Japan Centre to extend flagship Soho site after taking former Busaba space: Japan Centre, the Japanese food hall in Soho led by Shoryu Ramen founder Tak Tokumine, is to be extended in time for its 45th anniversary year. The site in Panton Street will be extended by 2,600 square foot later this month as the food hall takes over the Busaba Leicester Square site, extending its ground floor to offer customers more space to “shop for Japanese groceries, store cupboard essentials, plus fresh sushi and best-selling snacks”. The new area will build on the existing food hall, which consists of three different “specialist” rooms (tea, sake and miso), a central courtyard eating area, open kitchens and a Japanese entrance experience. The company said phase two of its expansion is planned for launch towards the end of 2021, combining the shopping experience with a new Japanese casual dining concept. Tokumine said: “It's been a challenging year for the hospitality industry, but the Japan Centre continues to look forward to a brighter future for its customers.” Savills acted on behalf of landlord Motcomb Estates.

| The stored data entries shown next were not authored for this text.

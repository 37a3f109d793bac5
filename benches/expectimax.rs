use criterion::{criterion_group, criterion_main, Criterion};
use expectimax_2048::engine::{Board, Move};
use expectimax_2048::expectimax::{evaluate, Expectimax, ExpectimaxConfig, SpawnPolicy, SNAKE_WEIGHTS};
use rand::{rngs::StdRng, SeedableRng};
use rayon::ThreadPoolBuilder;
use std::hint::black_box;

fn corpus() -> Vec<Board> {
    let mut rng = StdRng::seed_from_u64(7777);
    let mut boards = Vec::new();
    let mut b = Board::EMPTY.with_random_tile(&mut rng).with_random_tile(&mut rng);
    boards.push(b);
    let seq = [Move::Left, Move::Up, Move::Right, Move::Down];
    for i in 0..64 {
        let nb = b.shift(seq[i % seq.len()]);
        if nb != b { b = nb.with_random_tile(&mut rng); }
        boards.push(b);
    }
    boards
}

fn bench_evaluate(c: &mut Criterion) {
    let boards = corpus();
    c.bench_function("heuristic/evaluate", |bch| {
        bch.iter(|| {
            let mut acc = 0.0;
            for &bd in &boards { acc += evaluate(black_box(bd), &SNAKE_WEIGHTS); }
            black_box(acc)
        })
    });
}

fn bench_branch_evals(c: &mut Criterion) {
    // Pin a small pool for stability
    let pool = ThreadPoolBuilder::new().num_threads(4).build().unwrap();
    let boards = corpus();
    let mut seq = Expectimax::with_config(ExpectimaxConfig { parallel: false, ..Default::default() });
    let mut par = Expectimax::with_config(ExpectimaxConfig::default());
    let mut full = Expectimax::with_config(ExpectimaxConfig {
        spawn_policy: SpawnPolicy::FullExpectation,
        ..Default::default()
    });

    c.bench_function("expectimax/branch_evals_seq", |bch| {
        bch.iter(|| {
            let mut acc = 0.0;
            for &bd in &boards {
                for be in seq.branch_evals(bd) { if be.legal { acc += be.ev; } }
            }
            black_box(acc)
        })
    });

    c.bench_function("expectimax/branch_evals_par", |bch| {
        bch.iter(|| pool.install(|| {
            let mut acc = 0.0;
            for &bd in &boards {
                for be in par.branch_evals(bd) { if be.legal { acc += be.ev; } }
            }
            black_box(acc)
        }))
    });

    c.bench_function("expectimax/branch_evals_full_expectation", |bch| {
        bch.iter(|| pool.install(|| {
            let mut acc = 0.0;
            for &bd in &boards { acc += full.state_value(bd); }
            black_box(acc)
        }))
    });
}

fn bench_e2e(c: &mut Criterion) {
    let pool = ThreadPoolBuilder::new().num_threads(4).build().unwrap();
    let mut ex = Expectimax::with_config(ExpectimaxConfig { fallback_seed: Some(13), ..Default::default() });
    c.bench_function("e2e/64_moves", |bch| {
        bch.iter(|| pool.install(|| {
            let mut rng = StdRng::seed_from_u64(13);
            let mut b = Board::EMPTY.with_random_tile(&mut rng).with_random_tile(&mut rng);
            let mut steps = 0;
            while steps < 64 {
                let Some(dir) = ex.best_move(b) else { break };
                b = b.make_move(dir, &mut rng);
                steps += 1;
            }
            black_box((b.raw(), steps))
        }))
    });
}

criterion_group!(benches, bench_evaluate, bench_branch_evals, bench_e2e);
criterion_main!(benches);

Cricket ground could be ‘Leicester’s premium outdoor venue’ after securing premises licence: Leicestershire County Cricket Club could become “Leicester’s premium outdoor venue” after it was granted a new premises licence. Almost 20,000 people would be able to attend large-scale events at the Uptonsteel County Ground after gaining permission to host two major events every year. Leicestershire County Cricket Club chief executive Sean Jarvis said securing the licence was a major step in securing the long-term future of the club. He told The Business Desk: “This new licence gives us greater flexibility when working with artists and promoters to organise large-scale events at the Uptonsteel County Ground. Having already attracted artists such as Sir Elton John previously, we are really looking forward to securing other big-name artists to our events calendar. In the coming days, we will be announcing our first outdoor show for summer 2021 and we expect tickets to sell very quickly. We now have the means to position ourselves as the premium outdoor venue in Leicestershire for live music, plays, films or dance performances.” Elton John played at the venue in 2016 to a packed crowd and, since then, outdoor cinema, West End shows and fireworks events have been hosted at the ground. A double-header concert of Westlife and Little Mix was planned in 2020 but cancelled due to the pandemic.
 
Elior UK pledges new gender diversity objectives: Contract caterer Elior UK has announced new objectives to support its “Celebrating Equality” initiative and speed up its progress around gender diversity. By 2025 the company has committed to ensuring its leadership team is more representative of gender diversity across the workforce. Elior UK has set three key objectives – increase the number of female chefs at all levels within Elior UK to 49% by 2025 and 53% by 2030; increase the number of females in middle/senior management positions within head office to 50% by 2025 and 55% by 2030; and increase the number of females on the UK leadership team to 50% by 2025 and 62.5% by 2030. The company said it was introducing a number of initiatives “to support the career development of women at every level of the business”. A new coaching and mentorship programme has been created to support employees throughout the organisation with a focus on identifying future female leaders. Justin Jonson, HR director at Elior UK, said: “While we recognise the value of diversity and have always tried to create a truly inclusive culture where people are valued for their contribution, we recognise we have more work to do. This is why we are making a commitment to speed up progress with regards to gender diversity and have created a comprehensive plan to make this happen.”